Nous habitions alors sur une montagne où il y avait des mines, une maison presque belle.

Mon père dirigeait, comme contre-maître, sur ce point éloigné d’Allevard où se trouve la fonderie, l’extraction du minerai.

Mais il était souvent ivre. On ne le gardait, dans les derniers temps, que par considération pour ma mère.

Dès que Dieu eût rappelé à lui ma pauvre mère, qui pleurait souvent en me couvrant de baisers et de caresses, on le renvoya.

C’est alors qu’il se réfugia dans la masure que nous habitions ensemble au fond de la gorge où tu m’as rencontrée.

Là, disait-il, nous serons tranquilles.

C’était loin d’Allevard où jamais il n’avait eu l’idée de m’amener avec lui, lorsqu’il s’y rendait pour voir le directeur des hauts fourneaux.

Il n’avait dans le bourg, prétendait-il, que des ennemis, et il ne désirait pas que ses anciens camarades des mines eussent la fantaisie de venir le voir.

La vérité est que sa vanité souffrait vis-à-vis de ces anciens camarades, dont il redoutait les conseils et même les reproches.

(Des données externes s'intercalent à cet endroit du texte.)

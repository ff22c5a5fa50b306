//! Fragment-based headlines for the lexical modes.

use crate::config::HeadlineConfig;
use crate::search::Word;

use super::{push_escaped, push_marked};

/// Builds a headline from analyzed words, marking every word for which `is_hit` holds.
///
/// Hits are grouped into fragments spanning at most `max_words` words, each padded
/// with surrounding context up to `min_words`. Fragments never overlap, at most
/// `max_fragments` are emitted, and they are joined with the fragment delimiter. A
/// body without hits yields its first `min_words` words unmarked.
pub(crate) fn lexical_headline(
    body: &str,
    words: &[Word],
    is_hit: impl Fn(&Word) -> bool,
    options: &HeadlineConfig,
) -> String {
    if words.is_empty() {
        return String::new();
    }

    let hits: Vec<bool> = words.iter().map(is_hit).collect();
    let mut fragments = select_fragments(&hits, options);
    if fragments.is_empty() {
        let end = options.min_words.clamp(1, words.len()) - 1;
        fragments.push((0, end));
    }

    let mut out = String::new();
    for (i, &(start, end)) in fragments.iter().enumerate() {
        if i > 0 {
            out.push_str(&options.fragment_delimiter);
        }
        render(&mut out, body, words, &hits, start, end, options);
    }
    out
}

/// Word index ranges (inclusive) of the fragments to render.
fn select_fragments(hits: &[bool], options: &HeadlineConfig) -> Vec<(usize, usize)> {
    let len = hits.len();
    let max_words = options.max_words.max(1);
    let mut fragments = vec![];
    let mut floor = 0;

    while fragments.len() < options.max_fragments {
        let Some(first) = (floor..len).find(|&i| hits[i]) else {
            break;
        };
        let last = (first..len.min(first + max_words))
            .rev()
            .find(|&i| hits[i])
            .unwrap_or(first);

        let (start, end) = pad(first, last, floor, len, options.min_words.min(max_words));
        fragments.push((start, end));
        floor = end + 1;
    }

    fragments
}

/// Grows `[start, end]` alternately forward and backward until it holds `target` words.
fn pad(mut start: usize, mut end: usize, floor: usize, len: usize, target: usize) -> (usize, usize) {
    while end - start + 1 < target {
        let mut grew = false;
        if end + 1 < len {
            end += 1;
            grew = true;
        }
        if end - start + 1 < target && start > floor {
            start -= 1;
            grew = true;
        }
        if !grew {
            break;
        }
    }
    (start, end)
}

fn render(
    out: &mut String,
    body: &str,
    words: &[Word],
    hits: &[bool],
    start: usize,
    end: usize,
    options: &HeadlineConfig,
) {
    for i in start..=end {
        if i > start {
            push_escaped(out, &body[words[i - 1].end..words[i].start]);
        }
        let text = &body[words[i].start..words[i].end];
        if hits[i] {
            push_marked(out, text, options);
        } else {
            push_escaped(out, text);
        }
    }
}
pub mod count;
pub mod search;

pub use count::*;
pub use search::*;

use crate::engine::SearchEngine;
use crate::error::SearchError;
use crate::search::SearchMode;
use crate::store::DocumentStore;
use std::sync::Arc;

/// The engine as shared by tool handlers, over any store.
pub type SharedEngine = Arc<SearchEngine<Arc<dyn DocumentStore>>>;

/// Parses a tool's optional mode argument, falling back to `default`.
fn parse_mode(mode: Option<&str>, default: SearchMode) -> Result<SearchMode, SearchError> {
    mode.map_or(Ok(default), str::parse)
}
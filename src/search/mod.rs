//! Matching, ranking and pagination over versioned guidance documents.
//!
//! Four lexical modes run against the precomputed [`LexicalIndex`] of each version
//! and are scored with a length-normalized proximity rank. Two pattern modes run
//! literal or regular-expression matching over the raw content and score by
//! occurrence count.

pub(crate) mod deadline;
pub(crate) mod index;
pub(crate) mod mode;
pub(crate) mod paginate;
pub(crate) mod pattern;
pub(crate) mod query;
pub(crate) mod scoring;
pub(crate) mod tokenize;

// Public re-exports (used via lib.rs)
pub use deadline::Deadline;
pub use index::LexicalIndex;
pub use mode::{Family, SearchMode};
pub use paginate::{Page, window};

// Internal re-exports
pub(crate) use mode::{MatchStrategy, Matcher};
pub(crate) use scoring::{RankedDocument, rank_documents};
pub(crate) use tokenize::{Analyzer, Word};
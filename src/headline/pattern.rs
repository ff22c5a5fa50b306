//! Whitespace-token context snippets for the pattern modes.

use crate::config::HeadlineConfig;
use std::ops::Range;

use super::{push_escaped, push_marked};

/// Builds a snippet around each match span, in document order.
///
/// The highlight covers the whole whitespace-delimited token(s) containing the match,
/// with up to `context_words` whitespace tokens on either side. Scanning resumes after
/// each fragment, so a match already inside an earlier fragment's context does not
/// start a new one.
pub(crate) fn pattern_headline(
    body: &str,
    spans: &[Range<usize>],
    context_words: usize,
    options: &HeadlineConfig,
) -> String {
    let mut out = String::new();
    let mut floor = 0;

    for span in spans {
        if span.start < floor {
            continue;
        }

        let mark_start = token_start(body, span.start, floor);
        let mark_end = token_end(body, span.end);
        let before = words_before(body, mark_start, floor, context_words);
        let after = words_after(body, mark_end, context_words);

        if !out.is_empty() {
            out.push_str(&options.fragment_delimiter);
        }
        push_escaped(&mut out, &body[before..mark_start]);
        push_marked(&mut out, &body[mark_start..mark_end], options);
        push_escaped(&mut out, &body[mark_end..after]);

        floor = after;
    }

    out
}

/// Start of the whitespace token containing `at`, not before `floor`.
fn token_start(body: &str, at: usize, floor: usize) -> usize {
    body[floor..at]
        .char_indices()
        .rev()
        .find(|(_, c)| c.is_whitespace())
        .map_or(floor, |(i, c)| floor + i + c.len_utf8())
}

/// End of the whitespace token containing the byte before `at`.
fn token_end(body: &str, at: usize) -> usize {
    body[at..]
        .char_indices()
        .find(|(_, c)| c.is_whitespace())
        .map_or(body.len(), |(i, _)| at + i)
}

/// Offset where the `count` whitespace tokens preceding `at` begin, not before `floor`.
fn words_before(body: &str, at: usize, floor: usize, count: usize) -> usize {
    let mut start = at;
    let mut taken = 0;
    let mut in_token = false;

    for (i, c) in body[floor..at].char_indices().rev() {
        if c.is_whitespace() {
            if in_token {
                taken += 1;
                in_token = false;
                if taken == count {
                    break;
                }
            }
        } else {
            if !in_token && taken == count {
                break;
            }
            in_token = true;
        }
        start = floor + i;
    }

    if in_token {
        return start;
    }
    if taken == 0 {
        return at;
    }
    // Drop leading whitespace in front of the first captured token
    start + body[start..at].len() - body[start..at].trim_start().len()
}

/// Offset where the `count` whitespace tokens following `at` end.
fn words_after(body: &str, at: usize, count: usize) -> usize {
    let mut end = at;
    let mut taken = 0;
    let mut in_token = false;

    for (i, c) in body[at..].char_indices() {
        if c.is_whitespace() {
            if in_token {
                in_token = false;
                if taken == count {
                    break;
                }
            }
        } else {
            if !in_token {
                if taken == count {
                    break;
                }
                taken += 1;
                in_token = true;
            }
            end = at + i + c.len_utf8();
        }
    }

    end
}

Il voulait vivre à sa guise.

— Quelles étaient ses occupations?

— Il n’en avait point. Il me faisait mendier, et allait boire au cabaret avec l’argent qu’on me donnait par pitié.

Puis, changeant tout à coup de sujet de conversation:

— Pourquoi vas-tu à Allevard? demanda-telle.

— J’y vais pour...

Robert s’arrêta tout court.

Il venait seulement de s’apercevoir qu’Edmée le tutoyait et qu’il tutoyait Edmée, depuis plus d’une heure.

Comment cela était-il arrivé ? Il ne pouvait s’en rendre compte.

Étonné de se sentir troublé, à la question qui venait de lui être adressée, sans qu’il eût pu dire pourquoi cette question l’embarrassait, il prit le parti de suspendre sa phrase et de garder le silence.